Since the trend ratio is positive, the VRP based on the weekly sampled vol is even lower still!
This begs the question…were the options therefore cheap?
Trend ratios and lagged VRP
One way we can assess if the options were cheap is to look ahead in time to see if the realized VRP was less than 100%. In other words, did the realized vol that prevailed the subsequent month outperform the IV? We call this realized VRP a lagged VRP.
[Lagged VRP was a core topic in last week’s the option market's point spread]
This table once again partitions by trend ratio but now it displays the subsequent lagged VRP.
We do notice a preponderance of green amongst the XL sector indices suggesting the realized vols did in fact perform well vs the seemingly cheap IVs we spotted earlier.
But we did not see this hold for the broader indices. It also doesn’t mean that the IVs were absolutely cheap — after all, the lagged VRP’s on average are still higher than 100%…these options turned out to be fairly priced vs the subsequent realized vol.
Overall nothing stands out as blatantly interesting. At the same time, the non-finding, is also not a dead end. This exploration is incapable of being conclusive. It’s a year of data in 43 names with overlapping windows which means it’s not much data at all. Furthermore, the sample sizes in these individual cells is also small — sure when the XLU trend ratio was between 1.5 and 1.6 the options turned out to be cheap the following month but how often did that happen? That could be a sample size of 1. FXI and URNM never even experienced a trend ratio greater than 1.6.
Wrapping up
Like the last post, this was a demonstration of how to explore a vol idea. We started with the premise that realized vol measures can be a poor reflection of what an asset’s future volatility might be because its sensitive to the sampling period.
By choosing a different sampling period (which is what we effectively did by partitioning by trend ratio) we change the VRP which means changing how cheap or expensive the options appear. Then we see if our adjustments singled out vols that did in fact turn out to be mispriced.
There are so many parameters to play with. These were just a few from this post but you can imagine so many more:
- Realized vols from different sampling periods
- Different ways to compute realized vol (close-to-close vs range aware computations)
- Any number of implied vols you can choose from the surface.
- Asset classes, sectors, individual tickers
Personally, I start with ideas that make sense. If I measure realized volatility in 2 different ways and get vastly different numbers, it seems possible that the market might blend them incorrectly. Seems like a good place to look.
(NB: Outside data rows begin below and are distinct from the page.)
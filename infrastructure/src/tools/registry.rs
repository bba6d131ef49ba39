//! Tool registry: local executor plus remote families behind one port.
//!
//! Tool names resolve to exactly one backend; local tools win a name
//! conflict because they are always reachable.

use async_trait::async_trait;

use switchboard_application::ToolExecutorPort;
use switchboard_domain::{ToolCall, ToolResult, ToolSpec};

use super::local::LocalToolExecutor;
use super::remote::RemoteToolClient;

/// Uniform tool surface for the pipeline.
pub struct ToolRegistry {
    local: LocalToolExecutor,
    remote: Option<RemoteToolClient>,
    spec: ToolSpec,
}

impl ToolRegistry {
    pub fn new(local: LocalToolExecutor, remote: Option<RemoteToolClient>) -> Self {
        let mut spec = ToolSpec::new();
        if let Some(remote) = &remote {
            for definition in remote.definitions() {
                spec = spec.register(definition);
            }
        }
        // Local definitions registered last: on a name collision the local
        // tool replaces the remote one.
        for definition in local.tool_spec().all() {
            spec = spec.register(definition.clone());
        }

        Self {
            local,
            remote,
            spec,
        }
    }

    pub fn local_only(local: LocalToolExecutor) -> Self {
        Self::new(local, None)
    }
}

#[async_trait]
impl ToolExecutorPort for ToolRegistry {
    fn tool_spec(&self) -> &ToolSpec {
        &self.spec
    }

    async fn execute(&self, call: &ToolCall) -> ToolResult {
        if self.local.tool_spec().get(&call.tool_name).is_some() {
            return self.local.execute(call).await;
        }
        match &self.remote {
            Some(remote) if remote.has_family(&call.tool_name) => remote.invoke(call).await,
            _ => self.local.execute(call).await, // yields the NOT_FOUND failure
        }
    }
}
[💡General observation: The downside of an interpretable hypothesis, is you’ll probably have company. There are quant funds that generate signals they don’t even understand. The downside is when it goes wrong, it’s harder to troubleshoot. But at least nobody else is likely to find the edge while it persists.
In any case, that style of trading sounds like alien hunting. I am incapable of putting myself into the mind of alien to understand what it might do so it’s not a sport I’d think to play.]